■ YOUR OBJECTIVE ■
Report back every line of the entries that contains "ascending", exactly as written.

** Opening SOURCE RECORDS block **

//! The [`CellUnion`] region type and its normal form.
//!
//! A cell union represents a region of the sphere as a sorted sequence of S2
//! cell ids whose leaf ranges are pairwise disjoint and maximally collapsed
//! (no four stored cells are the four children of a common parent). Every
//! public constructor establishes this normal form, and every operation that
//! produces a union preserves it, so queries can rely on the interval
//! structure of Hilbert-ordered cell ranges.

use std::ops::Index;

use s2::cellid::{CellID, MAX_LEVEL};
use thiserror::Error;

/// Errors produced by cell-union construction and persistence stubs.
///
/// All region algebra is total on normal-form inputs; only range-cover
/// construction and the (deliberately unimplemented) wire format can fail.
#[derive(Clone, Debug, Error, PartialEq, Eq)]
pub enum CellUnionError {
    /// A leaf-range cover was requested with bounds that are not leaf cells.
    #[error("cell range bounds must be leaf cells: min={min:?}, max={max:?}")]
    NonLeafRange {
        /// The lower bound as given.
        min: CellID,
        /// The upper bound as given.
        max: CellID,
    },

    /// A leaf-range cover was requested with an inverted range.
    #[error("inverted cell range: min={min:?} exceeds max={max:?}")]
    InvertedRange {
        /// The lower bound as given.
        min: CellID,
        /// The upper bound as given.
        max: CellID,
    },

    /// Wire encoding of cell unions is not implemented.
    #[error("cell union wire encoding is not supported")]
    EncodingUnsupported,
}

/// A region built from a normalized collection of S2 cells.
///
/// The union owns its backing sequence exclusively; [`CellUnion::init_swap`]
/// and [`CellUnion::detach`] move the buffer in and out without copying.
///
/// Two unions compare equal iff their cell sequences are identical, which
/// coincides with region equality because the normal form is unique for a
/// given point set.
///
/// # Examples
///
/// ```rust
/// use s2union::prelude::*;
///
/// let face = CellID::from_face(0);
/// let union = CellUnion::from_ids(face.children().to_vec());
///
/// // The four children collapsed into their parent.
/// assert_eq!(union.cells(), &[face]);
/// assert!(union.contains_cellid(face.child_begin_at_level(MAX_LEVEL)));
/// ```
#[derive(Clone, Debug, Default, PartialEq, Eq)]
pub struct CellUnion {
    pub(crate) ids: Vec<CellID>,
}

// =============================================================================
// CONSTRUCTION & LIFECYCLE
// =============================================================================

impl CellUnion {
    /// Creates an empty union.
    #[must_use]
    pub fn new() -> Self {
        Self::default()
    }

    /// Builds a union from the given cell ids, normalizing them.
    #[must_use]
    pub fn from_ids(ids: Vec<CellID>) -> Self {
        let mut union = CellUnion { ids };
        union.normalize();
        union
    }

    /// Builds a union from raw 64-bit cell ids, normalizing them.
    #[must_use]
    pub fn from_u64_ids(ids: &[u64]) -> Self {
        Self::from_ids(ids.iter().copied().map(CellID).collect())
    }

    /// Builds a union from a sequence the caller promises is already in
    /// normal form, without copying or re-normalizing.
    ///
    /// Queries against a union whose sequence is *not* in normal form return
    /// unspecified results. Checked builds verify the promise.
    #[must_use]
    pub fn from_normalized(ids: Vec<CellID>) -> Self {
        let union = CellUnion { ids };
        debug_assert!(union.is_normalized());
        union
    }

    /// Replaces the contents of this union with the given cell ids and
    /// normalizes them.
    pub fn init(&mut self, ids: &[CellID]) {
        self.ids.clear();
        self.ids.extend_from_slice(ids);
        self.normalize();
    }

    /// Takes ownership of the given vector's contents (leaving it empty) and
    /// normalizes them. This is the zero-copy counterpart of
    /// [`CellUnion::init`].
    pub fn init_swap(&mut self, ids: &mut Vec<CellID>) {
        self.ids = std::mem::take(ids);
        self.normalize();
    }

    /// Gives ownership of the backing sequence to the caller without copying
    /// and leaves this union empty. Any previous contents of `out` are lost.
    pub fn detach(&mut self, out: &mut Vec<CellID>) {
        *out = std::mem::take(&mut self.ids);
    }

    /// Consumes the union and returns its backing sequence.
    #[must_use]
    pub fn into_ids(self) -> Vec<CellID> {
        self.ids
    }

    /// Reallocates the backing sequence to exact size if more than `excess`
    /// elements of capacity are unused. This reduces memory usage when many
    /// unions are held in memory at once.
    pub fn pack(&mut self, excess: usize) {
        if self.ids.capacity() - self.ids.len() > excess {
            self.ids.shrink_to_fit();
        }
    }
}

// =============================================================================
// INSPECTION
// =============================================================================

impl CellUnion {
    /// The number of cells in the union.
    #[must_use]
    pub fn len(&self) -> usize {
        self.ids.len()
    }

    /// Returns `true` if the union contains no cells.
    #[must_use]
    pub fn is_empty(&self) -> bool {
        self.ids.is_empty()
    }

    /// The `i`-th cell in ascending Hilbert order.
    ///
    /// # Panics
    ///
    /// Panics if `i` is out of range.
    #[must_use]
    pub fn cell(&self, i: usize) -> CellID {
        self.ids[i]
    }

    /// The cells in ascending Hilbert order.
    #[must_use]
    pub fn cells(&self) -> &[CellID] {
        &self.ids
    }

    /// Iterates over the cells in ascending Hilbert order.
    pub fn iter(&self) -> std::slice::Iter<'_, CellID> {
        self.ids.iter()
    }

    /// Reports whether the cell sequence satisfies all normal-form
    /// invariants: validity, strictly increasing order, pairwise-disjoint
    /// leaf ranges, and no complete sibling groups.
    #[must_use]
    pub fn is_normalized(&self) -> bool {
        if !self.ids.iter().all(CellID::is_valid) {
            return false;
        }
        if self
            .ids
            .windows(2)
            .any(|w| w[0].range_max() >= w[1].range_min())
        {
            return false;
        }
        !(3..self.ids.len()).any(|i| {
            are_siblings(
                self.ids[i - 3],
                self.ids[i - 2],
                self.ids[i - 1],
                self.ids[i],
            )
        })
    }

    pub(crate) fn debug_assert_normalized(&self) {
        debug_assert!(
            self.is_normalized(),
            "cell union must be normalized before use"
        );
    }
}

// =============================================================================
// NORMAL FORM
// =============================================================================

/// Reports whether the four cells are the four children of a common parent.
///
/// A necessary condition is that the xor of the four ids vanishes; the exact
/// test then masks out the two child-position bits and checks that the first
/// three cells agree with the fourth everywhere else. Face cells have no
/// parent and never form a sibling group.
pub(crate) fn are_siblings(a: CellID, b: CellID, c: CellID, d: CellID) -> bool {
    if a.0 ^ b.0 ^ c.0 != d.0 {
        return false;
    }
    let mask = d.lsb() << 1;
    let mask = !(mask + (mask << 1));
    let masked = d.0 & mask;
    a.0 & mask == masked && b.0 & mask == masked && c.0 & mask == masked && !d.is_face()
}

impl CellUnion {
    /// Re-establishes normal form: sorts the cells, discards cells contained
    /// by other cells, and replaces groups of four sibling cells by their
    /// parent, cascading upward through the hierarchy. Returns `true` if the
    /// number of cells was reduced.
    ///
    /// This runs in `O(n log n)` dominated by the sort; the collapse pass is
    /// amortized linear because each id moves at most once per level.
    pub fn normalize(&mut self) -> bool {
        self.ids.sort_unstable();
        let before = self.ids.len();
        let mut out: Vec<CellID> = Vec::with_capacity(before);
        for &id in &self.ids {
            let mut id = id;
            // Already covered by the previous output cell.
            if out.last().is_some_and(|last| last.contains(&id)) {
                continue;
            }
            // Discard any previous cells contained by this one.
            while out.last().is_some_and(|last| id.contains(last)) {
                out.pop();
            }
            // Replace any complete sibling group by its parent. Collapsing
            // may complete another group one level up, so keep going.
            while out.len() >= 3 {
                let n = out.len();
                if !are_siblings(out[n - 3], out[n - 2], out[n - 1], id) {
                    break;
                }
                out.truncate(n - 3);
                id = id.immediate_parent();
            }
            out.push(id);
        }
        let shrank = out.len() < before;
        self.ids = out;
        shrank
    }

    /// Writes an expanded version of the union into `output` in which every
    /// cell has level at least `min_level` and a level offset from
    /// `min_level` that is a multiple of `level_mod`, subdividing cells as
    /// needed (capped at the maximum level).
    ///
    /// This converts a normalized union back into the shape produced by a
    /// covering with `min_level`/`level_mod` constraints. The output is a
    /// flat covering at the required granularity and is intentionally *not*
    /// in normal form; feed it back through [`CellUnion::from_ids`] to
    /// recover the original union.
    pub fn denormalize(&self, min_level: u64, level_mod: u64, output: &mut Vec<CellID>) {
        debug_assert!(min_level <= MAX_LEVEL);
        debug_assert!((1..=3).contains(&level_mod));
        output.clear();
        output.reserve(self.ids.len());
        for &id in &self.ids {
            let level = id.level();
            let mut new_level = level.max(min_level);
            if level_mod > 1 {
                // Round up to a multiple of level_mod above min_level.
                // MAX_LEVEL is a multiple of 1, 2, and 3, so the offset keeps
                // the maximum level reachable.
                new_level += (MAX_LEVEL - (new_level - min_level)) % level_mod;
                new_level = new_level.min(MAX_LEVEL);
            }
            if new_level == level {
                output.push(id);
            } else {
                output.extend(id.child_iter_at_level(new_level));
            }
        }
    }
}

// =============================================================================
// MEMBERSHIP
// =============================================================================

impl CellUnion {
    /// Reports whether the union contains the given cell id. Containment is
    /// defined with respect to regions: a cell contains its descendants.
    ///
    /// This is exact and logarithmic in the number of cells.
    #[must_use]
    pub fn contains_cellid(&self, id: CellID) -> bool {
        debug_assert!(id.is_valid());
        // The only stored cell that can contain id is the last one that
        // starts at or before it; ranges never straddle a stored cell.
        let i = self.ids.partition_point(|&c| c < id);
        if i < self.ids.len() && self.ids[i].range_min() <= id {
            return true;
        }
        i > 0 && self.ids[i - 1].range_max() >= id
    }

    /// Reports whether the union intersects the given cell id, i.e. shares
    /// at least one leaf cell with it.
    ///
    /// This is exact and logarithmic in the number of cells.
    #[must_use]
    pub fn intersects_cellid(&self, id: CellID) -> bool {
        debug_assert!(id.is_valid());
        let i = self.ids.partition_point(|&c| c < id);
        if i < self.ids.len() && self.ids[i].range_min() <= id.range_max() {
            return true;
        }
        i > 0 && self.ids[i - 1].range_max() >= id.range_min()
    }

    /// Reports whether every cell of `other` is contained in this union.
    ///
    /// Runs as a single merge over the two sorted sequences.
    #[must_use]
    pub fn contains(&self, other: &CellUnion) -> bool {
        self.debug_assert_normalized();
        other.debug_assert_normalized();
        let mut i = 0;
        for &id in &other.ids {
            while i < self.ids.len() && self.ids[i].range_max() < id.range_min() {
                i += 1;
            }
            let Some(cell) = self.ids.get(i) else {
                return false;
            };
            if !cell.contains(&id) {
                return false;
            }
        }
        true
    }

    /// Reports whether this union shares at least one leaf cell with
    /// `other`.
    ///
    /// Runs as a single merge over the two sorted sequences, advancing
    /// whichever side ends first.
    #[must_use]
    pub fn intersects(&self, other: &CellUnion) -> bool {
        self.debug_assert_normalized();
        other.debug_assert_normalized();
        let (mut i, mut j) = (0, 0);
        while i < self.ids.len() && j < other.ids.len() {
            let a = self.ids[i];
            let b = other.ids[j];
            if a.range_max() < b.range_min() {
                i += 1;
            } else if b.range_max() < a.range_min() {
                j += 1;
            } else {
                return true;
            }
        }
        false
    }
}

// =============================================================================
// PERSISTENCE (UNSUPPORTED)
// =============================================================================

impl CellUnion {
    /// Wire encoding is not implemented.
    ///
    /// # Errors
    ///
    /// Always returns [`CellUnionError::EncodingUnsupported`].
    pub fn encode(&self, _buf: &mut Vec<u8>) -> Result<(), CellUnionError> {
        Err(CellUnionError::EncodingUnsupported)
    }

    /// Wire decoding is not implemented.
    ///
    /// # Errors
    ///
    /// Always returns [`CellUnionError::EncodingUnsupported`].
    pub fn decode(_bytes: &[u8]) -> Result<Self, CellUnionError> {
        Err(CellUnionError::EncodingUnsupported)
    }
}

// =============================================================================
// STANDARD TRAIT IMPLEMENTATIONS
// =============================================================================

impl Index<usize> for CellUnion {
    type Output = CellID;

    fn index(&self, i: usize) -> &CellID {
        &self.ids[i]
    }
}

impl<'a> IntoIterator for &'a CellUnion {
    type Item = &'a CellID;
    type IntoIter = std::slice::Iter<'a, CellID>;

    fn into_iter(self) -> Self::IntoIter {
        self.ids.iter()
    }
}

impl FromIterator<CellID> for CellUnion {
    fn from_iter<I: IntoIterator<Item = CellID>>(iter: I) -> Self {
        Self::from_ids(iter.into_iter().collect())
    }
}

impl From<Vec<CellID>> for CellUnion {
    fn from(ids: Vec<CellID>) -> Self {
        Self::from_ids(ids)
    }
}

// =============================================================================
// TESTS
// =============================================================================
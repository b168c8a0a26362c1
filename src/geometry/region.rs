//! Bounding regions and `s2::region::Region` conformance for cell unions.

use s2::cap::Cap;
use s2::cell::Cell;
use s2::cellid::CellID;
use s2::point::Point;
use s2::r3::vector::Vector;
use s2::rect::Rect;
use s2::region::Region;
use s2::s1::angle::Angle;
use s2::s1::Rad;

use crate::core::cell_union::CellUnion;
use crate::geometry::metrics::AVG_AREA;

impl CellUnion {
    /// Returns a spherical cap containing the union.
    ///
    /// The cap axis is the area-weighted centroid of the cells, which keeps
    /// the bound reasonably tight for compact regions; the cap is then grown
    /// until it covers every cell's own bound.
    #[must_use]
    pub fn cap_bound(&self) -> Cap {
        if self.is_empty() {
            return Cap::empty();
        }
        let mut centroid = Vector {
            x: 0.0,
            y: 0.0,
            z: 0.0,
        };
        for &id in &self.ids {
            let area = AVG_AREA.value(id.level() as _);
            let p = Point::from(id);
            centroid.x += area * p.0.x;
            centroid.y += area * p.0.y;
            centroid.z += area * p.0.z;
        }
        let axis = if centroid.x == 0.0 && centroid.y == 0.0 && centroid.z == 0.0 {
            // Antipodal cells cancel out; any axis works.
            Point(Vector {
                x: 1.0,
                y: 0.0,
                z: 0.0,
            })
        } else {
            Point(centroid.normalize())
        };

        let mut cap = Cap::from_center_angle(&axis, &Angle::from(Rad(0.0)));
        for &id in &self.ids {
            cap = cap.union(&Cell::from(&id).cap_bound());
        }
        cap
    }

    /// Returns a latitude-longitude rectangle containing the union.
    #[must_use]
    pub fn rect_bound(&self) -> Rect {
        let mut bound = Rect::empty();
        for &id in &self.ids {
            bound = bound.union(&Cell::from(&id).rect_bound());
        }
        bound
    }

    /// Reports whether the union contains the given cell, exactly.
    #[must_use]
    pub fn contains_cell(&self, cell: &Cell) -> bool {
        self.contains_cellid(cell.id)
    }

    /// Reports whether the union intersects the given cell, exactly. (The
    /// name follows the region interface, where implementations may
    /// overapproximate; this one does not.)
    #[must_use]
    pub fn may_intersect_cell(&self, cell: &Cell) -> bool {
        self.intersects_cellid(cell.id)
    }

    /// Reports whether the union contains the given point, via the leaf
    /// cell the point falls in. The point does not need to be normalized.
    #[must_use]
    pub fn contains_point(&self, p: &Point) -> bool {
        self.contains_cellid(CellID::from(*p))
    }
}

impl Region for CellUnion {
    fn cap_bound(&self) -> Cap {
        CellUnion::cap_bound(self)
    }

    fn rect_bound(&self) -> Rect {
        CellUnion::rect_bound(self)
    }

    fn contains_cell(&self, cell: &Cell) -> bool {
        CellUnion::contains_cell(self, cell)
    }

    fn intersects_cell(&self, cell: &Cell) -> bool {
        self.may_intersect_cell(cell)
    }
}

** Closing SOURCE RECORDS block **

■ COMPLETED TASK ■
    /// The `i`-th cell in ascending Hilbert order.
    /// The cells in ascending Hilbert order.
    /// Iterates over the cells in ascending Hilbert order.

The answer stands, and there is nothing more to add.